Reddit refuses to remove photographs of dead children under updated free speech policy
Forums containing images of dead children, racist content and hate speech will remain on Reddit but will be more difficult to find, the social news site's new CEO has announced.
Reddit co-founder Steve Huffman, who was appointed the website's CEO on 10 July, revealed that offensive material would remain in order to keep to Reddit's free speech principles, however illegal content such as child pornography will continue to be banned.
"We believe there is value in letting all views exist, even if we find some of them abhorrent, as long as they don't pollute people's enjoyment of the site," Huffman said in an Ask Me Anything session on Reddit.
"No company is perfect at addressing these hard issues. We've spent the last few days here discussing and agree that an approach like this allows us as a company to repudiate content we don't want to associate with the business, but gives individuals the chance to consume it if they choose."
Under Reddit's new policy, controversial subreddits will only be accessible to registered users who opt-in to see the content. These include the anti-semitic /r/GasTheKikes, the racist platform /r/CoonTown and /r/PicsOfDeadKids.
In a purge that saw a number of other subreddits removed from the site, former CEO Ellen Pao explained why /r/CoonTown still remained active.
"We're banning behaviour, not ideas," Pao said. "While we don't agree with the content of the subreddit, we don't have reports of it harassing individuals."
Pao resigned earlier this month as CEO after more than 200,000 people signed an online petition demanding she step down. The organisers of the petition claimed that by banning the subreddit /r/FatPeopleHate, Pao had gone against the site's core values.

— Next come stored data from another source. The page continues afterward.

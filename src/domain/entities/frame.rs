//! Frame Entity
//!
//! A decoded video frame as published by the capture loop.

use std::sync::Arc;

use chrono::{DateTime, Utc};

/// Number of channels per pixel (BGR).
pub const FRAME_CHANNELS: usize = 3;

/// A decoded video frame.
///
/// The pixel buffer is BGR, one byte per channel, and reference-counted:
/// cloning a frame is a shallow copy, so the latest-frame slot can hand the
/// same frame to the processing path without copying megapixels. The buffer
/// is never mutated after capture.
#[derive(Debug, Clone)]
pub struct Frame {
    sequence: u64,
    width: u32,
    height: u32,
    data: Arc<Vec<u8>>,
    captured_at: DateTime<Utc>,
}

impl Frame {
    /// Creates a new frame.
    pub fn new(sequence: u64, width: u32, height: u32, data: Vec<u8>) -> Self {
        Self {
            sequence,
            width,
            height,
            data: Arc::new(data),
            captured_at: Utc::now(),
        }
    }

    /// Creates a frame with an explicit capture timestamp.
    pub fn with_timestamp(
        sequence: u64,
        width: u32,
        height: u32,
        data: Vec<u8>,
        captured_at: DateTime<Utc>,
    ) -> Self {
        Self {
            sequence,
            width,
            height,
            data: Arc::new(data),
            captured_at,
        }
    }

    /// Monotonic sequence number assigned by the capture loop.
    pub fn sequence(&self) -> u64 {
        self.sequence
    }

    pub fn width(&self) -> u32 {
        self.width
    }

    pub fn height(&self) -> u32 {
        self.height
    }

    /// Raw BGR pixel data, row-major.
    pub fn data(&self) -> &[u8] {
        &self.data
    }

    pub fn captured_at(&self) -> DateTime<Utc> {
        self.captured_at
    }

    /// Expected buffer length for the frame dimensions.
    pub fn expected_len(&self) -> usize {
        self.width as usize * self.height as usize * FRAME_CHANNELS
    }

    /// Returns true if the frame has usable dimensions and a full buffer.
    pub fn is_decodable(&self) -> bool {
        self.width > 0 && self.height > 0 && self.data.len() >= self.expected_len()
    }
}
//! Video Source Capability
//!
//! The RTSP decoder is an external collaborator. The capture loop drives it
//! through these blocking traits; tests inject scripted sources.

/// Result type for capture operations.
pub type CaptureResult<T> = Result<T, CaptureError>;

/// Capture error types. All of them are transient from the capture loop's
/// point of view and feed the reconnect state machine.
#[derive(Debug, thiserror::Error)]
pub enum CaptureError {
    #[error("Failed to open stream: {0}")]
    Connect(String),

    #[error("Failed to read frame: {0}")]
    Read(String),

    #[error("Decoder returned a degenerate frame")]
    CorruptFrame,
}

/// Parameters for opening a stream.
#[derive(Debug, Clone)]
pub struct StreamSpec {
    pub url: String,
    /// Decoder-side frame buffer hint. Small values keep latency low;
    /// the slot model drops frames anyway.
    pub buffer_size: usize,
}

/// A raw decoded frame as handed over by the decoder.
#[derive(Debug, Clone)]
pub struct RawFrame {
    pub width: u32,
    pub height: u32,
    /// BGR pixel data, row-major, one byte per channel.
    pub data: Vec<u8>,
}

impl RawFrame {
    /// Returns true if dimensions and buffer length are consistent.
    pub fn is_complete(&self) -> bool {
        self.width > 0
            && self.height > 0
            && self.data.len() >= self.width as usize * self.height as usize * 3
    }
}

/// An open video stream. Reads block until the next frame is decoded.
///
/// Driven only from the dedicated capture thread, so `Sync` is not
/// required.
pub trait VideoSource: Send {
    /// Blocks until the next frame arrives or the stream fails.
    fn read(&mut self) -> CaptureResult<RawFrame>;
}

/// Opens video streams. Each successful call hands back a fresh decoder
/// handle; the capture loop drops the handle on any read error and opens a
/// new one after backoff.
pub trait VideoSourceFactory: Send + Sync {
    /// Opens the stream described by the spec.
    fn open(&self, spec: &StreamSpec) -> CaptureResult<Box<dyn VideoSource>>;
}

/// Factory for a synthetic moving test pattern.
///
/// Stands in for the RTSP decoder collaborator so the pipeline can run
/// end to end without a camera.
#[derive(Debug, Clone)]
pub struct TestPatternFactory {
    width: u32,
    height: u32,
    frame_interval: std::time::Duration,
}

impl TestPatternFactory {
    /// Creates a factory producing frames of the given size at roughly
    /// the given rate.
    pub fn new(width: u32, height: u32, fps: u32) -> Self {
        Self {
            width,
            height,
            frame_interval: std::time::Duration::from_millis(1000 / fps.max(1) as u64),
        }
    }
}

impl VideoSourceFactory for TestPatternFactory {
    fn open(&self, _spec: &StreamSpec) -> CaptureResult<Box<dyn VideoSource>> {
        Ok(Box::new(TestPatternSource {
            width: self.width,
            height: self.height,
            frame_interval: self.frame_interval,
            tick: 0,
        }))
    }
}

struct TestPatternSource {
    width: u32,
    height: u32,
    frame_interval: std::time::Duration,
    tick: u64,
}

impl VideoSource for TestPatternSource {
    fn read(&mut self) -> CaptureResult<RawFrame> {
        std::thread::sleep(self.frame_interval);
        self.tick += 1;

        // Gray field with a vertical band sweeping left to right.
        let band = ((self.tick * 4) % self.width as u64) as u32;
        let mut data = Vec::with_capacity((self.width * self.height) as usize * 3);
        for _y in 0..self.height {
            for x in 0..self.width {
                let value = if x.abs_diff(band) < 16 { 220 } else { 96 };
                data.extend_from_slice(&[value, value, value]);
            }
        }

        Ok(RawFrame {
            width: self.width,
            height: self.height,
            data,
        })
    }
}
//! Application Layer
//!
//! Pipeline stages, the per-tick processing engine, and the orchestrator.

pub mod core;
pub mod pipeline;
pub mod services;

pub use self::core::{Collaborators, Core, CoreStatus, HealthStatus};
pub use pipeline::{FramePipeline, PipelineConfig, PipelineStats};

"The new changes and new policies [under Pao] are in no doubt censorship which panders to a vocal minority," the petition stated.
In an op-ed for the Washington Post following her resignation, Pao made counter claims that a vocal minority of "trolls" were being allowed to openly harass minorities in the name of free speech.
"Balancing free expression with privacy and the protection of participants has always been a challenge for open-content platforms on the internet," Pao wrote. "But the balancing act is getting harder. The trolls are winning.
"The foundations of the internet were laid on free expression, but the founders just did not understand how effective their creation would be for the co-ordination and amplification of harassing behaviour."